→ **Your objective**:
In the material below, which lines hold the word "info"? Pick each one out.

→ **Records for the exercise**:
use std::fmt;
use std::path::{Path, PathBuf};
use std::process::Stdio;
use std::time::Duration;

use thiserror::Error;
use tokio::io::AsyncWriteExt;
use tokio::process::Command;
use tracing::{debug, info, warn};

const QUERY_TIMEOUT: Duration = Duration::from_secs(10);

/// One dmidecode query category, mapped to its `-t` keyword.
#[derive(Debug, Clone, Copy, PartialEq, Eq)]
pub enum Category {
    Bios,
    System,
    Baseboard,
    Chassis,
    Processor,
    Memory,
    Cache,
    Connector,
    Slot,
}

impl Category {
    pub const ALL: [Category; 9] = [
        Category::Bios,
        Category::System,
        Category::Baseboard,
        Category::Chassis,
        Category::Processor,
        Category::Memory,
        Category::Cache,
        Category::Connector,
        Category::Slot,
    ];

    pub fn arg(self) -> &'static str {
        match self {
            Category::Bios => "bios",
            Category::System => "system",
            Category::Baseboard => "baseboard",
            Category::Chassis => "chassis",
            Category::Processor => "processor",
            Category::Memory => "memory",
            Category::Cache => "cache",
            Category::Connector => "connector",
            Category::Slot => "slot",
        }
    }
}

impl fmt::Display for Category {
    fn fmt(&self, f: &mut fmt::Formatter<'_>) -> fmt::Result {
        f.write_str(self.arg())
    }
}

/// Failures obtaining a report. The parser itself never fails; every variant
/// here means "could not obtain a report", which callers must keep distinct
/// from "obtained a report with no recognizable fields".
#[derive(Debug, Error)]
pub enum RunnerError {
    #[error("dmidecode not found on PATH")]
    NotInstalled,
    #[error("dmidecode needs root privileges; re-run as root or set SUDO_PASSWORD")]
    NotPermitted,
    #[error("failed to run dmidecode: {0}")]
    Launch(#[from] std::io::Error),
    #[error("dmidecode -t {category} exited with {status}: {stderr}")]
    Failed {
        category: Category,
        status: std::process::ExitStatus,
        stderr: String,
    },
    #[error("dmidecode -t {category} timed out after {}s", QUERY_TIMEOUT.as_secs())]
    TimedOut { category: Category },
}

/// How a non-root invocation gets elevated.
enum SudoMode {
    /// `sudo -S` with the password piped over stdin. The password never
    /// appears in an argv.
    Password(String),
    /// `sudo -n`: cached credentials or a NOPASSWD rule, or nothing.
    NonInteractive,
}

/// Locates dmidecode once and serves any number of queries. Holds no mutable
/// state, so concurrent queries need no coordination.
pub struct Runner {
    path: PathBuf,
    sudo: Option<SudoMode>,
}

impl Runner {
    /// Resolve dmidecode on PATH and pick the elevation mode from the
    /// effective uid and the SUDO_PASSWORD environment variable.
    pub fn locate() -> Result<Self, RunnerError> {
        let path = which::which("dmidecode").map_err(|_| RunnerError::NotInstalled)?;
        let sudo = if unsafe { libc::geteuid() } == 0 {
            None
        } else {
            match std::env::var("SUDO_PASSWORD") {
                Ok(password) if !password.is_empty() => Some(SudoMode::Password(password)),
                _ => Some(SudoMode::NonInteractive),
            }
        };
        info!("dmidecode at {} ({})", path.display(), elevation_label(&sudo));
        Ok(Self { path, sudo })
    }

    pub fn path(&self) -> &Path {
        &self.path
    }

    pub fn elevation(&self) -> &'static str {
        elevation_label(&self.sudo)
    }

    /// Run `dmidecode -t <category>` and capture its standard output.
    ///
    /// An empty capture is a success: downstream it parses to default
    /// records, the utility's way of saying "nothing to report".
    pub async fn query(&self, category: Category) -> Result<String, RunnerError> {
        let mut cmd = match &self.sudo {
            None => Command::new(&self.path),
            Some(mode) => {
                let mut sudo = Command::new("sudo");
                match mode {
                    SudoMode::Password(_) => {
                        // Empty -p keeps the password prompt out of stderr.
                        sudo.arg("-S").arg("-p").arg("").stdin(Stdio::piped());
                    }
                    SudoMode::NonInteractive => {
                        sudo.arg("-n");
                    }
                }
                sudo.arg(&self.path);
                sudo
            }
        };
        cmd.arg("-t")
            .arg(category.arg())
            .stdout(Stdio::piped())
            .stderr(Stdio::piped())
            .kill_on_drop(true);
        debug!("querying dmidecode -t {}", category);

        let mut child = cmd.spawn()?;
        if let Some(SudoMode::Password(password)) = &self.sudo {
            if let Some(mut stdin) = child.stdin.take() {
                stdin.write_all(password.as_bytes()).await?;
                stdin.write_all(b"\n").await?;
            }
        }

        let output = tokio::time::timeout(QUERY_TIMEOUT, child.wait_with_output())
            .await
            .map_err(|_| RunnerError::TimedOut { category })??;

        if !output.status.success() {
            let stderr = String::from_utf8_lossy(&output.stderr).trim().to_string();
            if stderr.contains("Permission denied")
                || stderr.contains("a password is required")
                || stderr.contains("incorrect password")
            {
                warn!("insufficient privilege for dmidecode -t {}", category);
                return Err(RunnerError::NotPermitted);
            }
            return Err(RunnerError::Failed {
                category,
                status: output.status,
                stderr,
            });
        }

        Ok(String::from_utf8_lossy(&output.stdout).into_owned())
    }
}

fn elevation_label(sudo: &Option<SudoMode>) -> &'static str {
    match sudo {
        None => "running as root",
        Some(SudoMode::Password(_)) => "elevating via sudo -S",
        Some(SudoMode::NonInteractive) => "elevating via sudo -n",
    }
}

// ── Tests ──

#[cfg(test)]
mod tests {
    use super::*;

    #[test]
    fn category_args_match_dmidecode_keywords() {
        let args: Vec<&str> = Category::ALL.iter().map(|c| c.arg()).collect();
        assert_eq!(
            args,
            vec!["bios", "system", "baseboard", "chassis", "processor", "memory", "cache", "connector", "slot"]
        );
    }

    #[test]
    fn not_installed_message_names_the_tool() {
        assert!(RunnerError::NotInstalled.to_string().contains("dmidecode"));
    }
}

→ **Solution for this task**:
use tracing::{debug, info, warn};
        info!("dmidecode at {} ({})", path.display(), elevation_label(&sudo));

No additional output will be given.